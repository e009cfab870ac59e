//! Reader for two-column classification source files.
//!
//! Each line holds `accession<TAB>value`. Blank lines are ignored, a trailing
//! `\r` is stripped and the first line may be a header depending on the
//! [`HeaderPolicy`]. Anything else that does not fit the shape is a hard
//! error naming the offending line.

use accmap_core::{AccmapResult, HeaderPolicy, SourceError, ABSENT};
use std::fs::File;
use std::io::{BufRead, BufReader, Lines};
use std::path::{Path, PathBuf};

/// One parsed line of a source file.
#[derive(Debug, Clone, PartialEq, Eq)]
pub struct SourceRecord {
    /// 1-based line number in the source file
    pub line: usize,
    pub accession: String,
    pub value: i64,
}

impl SourceRecord {
    pub fn is_absent(&self) -> bool {
        self.value == ABSENT
    }
}

/// Streaming reader over a classification source file.
pub struct SourceReader<R> {
    path: PathBuf,
    lines: Lines<R>,
    line: usize,
    header: HeaderPolicy,
}

impl SourceReader<BufReader<File>> {
    pub fn open(path: impl AsRef<Path>, header: HeaderPolicy) -> AccmapResult<Self> {
        let path = path.as_ref();
        let file = File::open(path).map_err(|e| SourceError::Unreadable {
            path: path.to_path_buf(),
            reason: e.to_string(),
        })?;
        Ok(Self::new(BufReader::new(file), path, header))
    }
}

impl<R: BufRead> SourceReader<R> {
    /// Wrap any buffered reader; `path` is only used in error messages.
    pub fn new(reader: R, path: impl Into<PathBuf>, header: HeaderPolicy) -> Self {
        Self {
            path: path.into(),
            lines: reader.lines(),
            line: 0,
            header,
        }
    }

    fn malformed(&self, reason: String) -> SourceError {
        SourceError::MalformedLine {
            path: self.path.clone(),
            line: self.line,
            reason,
        }
    }

    fn parse(&self, text: &str) -> Result<SourceRecord, SourceError> {
        let fields: Vec<&str> = text.split('\t').collect();
        if fields.len() != 2 {
            return Err(self.malformed(format!(
                "expected 2 tab-separated fields, found {}",
                fields.len()
            )));
        }
        let accession = fields[0].trim();
        if accession.is_empty() {
            return Err(self.malformed("empty accession".to_string()));
        }
        let raw = fields[1].trim();
        let value = raw
            .parse::<i64>()
            .map_err(|_| self.malformed(format!("value {:?} is not an integer", raw)))?;
        Ok(SourceRecord {
            line: self.line,
            accession: accession.to_string(),
            value,
        })
    }

    fn is_header(&self, text: &str) -> bool {
        if self.line != 1 {
            return false;
        }
        match self.header {
            HeaderPolicy::Skip => true,
            HeaderPolicy::None => false,
            HeaderPolicy::Auto => {
                let fields: Vec<&str> = text.split('\t').collect();
                fields.len() == 2 && fields[1].trim().parse::<i64>().is_err()
            }
        }
    }
}

impl<R: BufRead> Iterator for SourceReader<R> {
    type Item = AccmapResult<SourceRecord>;

    fn next(&mut self) -> Option<Self::Item> {
        loop {
            let text = match self.lines.next()? {
                Ok(text) => text,
                Err(e) => {
                    return Some(Err(SourceError::Unreadable {
                        path: self.path.clone(),
                        reason: e.to_string(),
                    }
                    .into()))
                }
            };
            self.line += 1;

            let text = text.strip_suffix('\r').unwrap_or(&text);
            if self.is_header(text) || text.trim().is_empty() {
                continue;
            }
            return Some(self.parse(text).map_err(Into::into));
        }
    }
}

#[cfg(test)]
mod tests {
    use super::*;
    use accmap_core::AccmapError;
    use std::io::Cursor;

    fn read_all(text: &str, header: HeaderPolicy) -> AccmapResult<Vec<SourceRecord>> {
        SourceReader::new(Cursor::new(text.to_string()), "mem.tsv", header).collect()
    }

    #[test]
    fn test_parses_records_with_line_numbers() {
        let records = read_all("acc1\t100\n\nacc2\t0\r\nacc3\t42\n", HeaderPolicy::Auto)
            .expect("valid file parses");
        assert_eq!(records.len(), 3);
        assert_eq!(records[0].accession, "acc1");
        assert_eq!(records[0].value, 100);
        assert_eq!(records[1].line, 3);
        assert!(records[1].is_absent());
        assert_eq!(records[2].line, 4);
    }

    #[test]
    fn test_auto_header_skips_textual_first_line() {
        let records = read_all("accession\ttaxid\nacc1\t5\n", HeaderPolicy::Auto)
            .expect("header is skipped");
        assert_eq!(records.len(), 1);
        assert_eq!(records[0].line, 2);
    }

    #[test]
    fn test_auto_header_keeps_numeric_first_line() {
        let records = read_all("acc1\t5\nacc2\t6\n", HeaderPolicy::Auto).expect("parses");
        assert_eq!(records.len(), 2);
    }

    #[test]
    fn test_auto_header_needs_two_fields() {
        let err = read_all("acc1\nacc2\t6\n", HeaderPolicy::Auto).expect_err("one field");
        match err {
            AccmapError::Source(SourceError::MalformedLine { line, reason, .. }) => {
                assert_eq!(line, 1);
                assert!(reason.contains("found 1"));
            }
            other => panic!("unexpected error: {other:?}"),
        }

        let err = read_all("accession\ttaxid\textra\nacc1\t5\n", HeaderPolicy::Auto)
            .expect_err("three fields");
        assert!(matches!(
            err,
            AccmapError::Source(SourceError::MalformedLine { line: 1, .. })
        ));
    }

    #[test]
    fn test_skip_policy_always_drops_first_line() {
        let records = read_all("acc1\t5\nacc2\t6\n", HeaderPolicy::Skip).expect("parses");
        assert_eq!(records.len(), 1);
        assert_eq!(records[0].accession, "acc2");
    }

    #[test]
    fn test_none_policy_rejects_header() {
        let err = read_all("accession\ttaxid\nacc1\t5\n", HeaderPolicy::None)
            .expect_err("header is not an integer");
        assert!(matches!(
            err,
            AccmapError::Source(SourceError::MalformedLine { line: 1, .. })
        ));
    }

    #[test]
    fn test_wrong_column_count_fails() {
        let err = read_all("acc1\t5\nacc2\t6\t7\n", HeaderPolicy::Auto).expect_err("three fields");
        match err {
            AccmapError::Source(SourceError::MalformedLine { line, reason, .. }) => {
                assert_eq!(line, 2);
                assert!(reason.contains("found 3"));
            }
            other => panic!("unexpected error: {other:?}"),
        }
    }

    #[test]
    fn test_non_numeric_value_fails() {
        let err = read_all("acc1\t5\nacc2\tabc\n", HeaderPolicy::Auto).expect_err("not numeric");
        assert!(matches!(
            err,
            AccmapError::Source(SourceError::MalformedLine { line: 2, .. })
        ));
    }

    #[test]
    fn test_empty_accession_fails() {
        let err = read_all("acc1\t5\n\t6\n", HeaderPolicy::Auto).expect_err("empty accession");
        assert!(format!("{}", err).contains("empty accession"));
    }

    #[test]
    fn test_missing_file_is_unreadable() {
        let result = SourceReader::open("/nonexistent/accmap/source.tsv", HeaderPolicy::Auto);
        assert!(matches!(
            result,
            Err(AccmapError::Source(SourceError::Unreadable { .. }))
        ));
    }
}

• [What is required]: Retrieve every line above holding the word "format".

• [Solution to this task]:
            return Err(self.malformed(format!(
            .map_err(|_| self.malformed(format!("value {:?} is not an integer", raw)))?;
        assert!(format!("{}", err).contains("empty accession"));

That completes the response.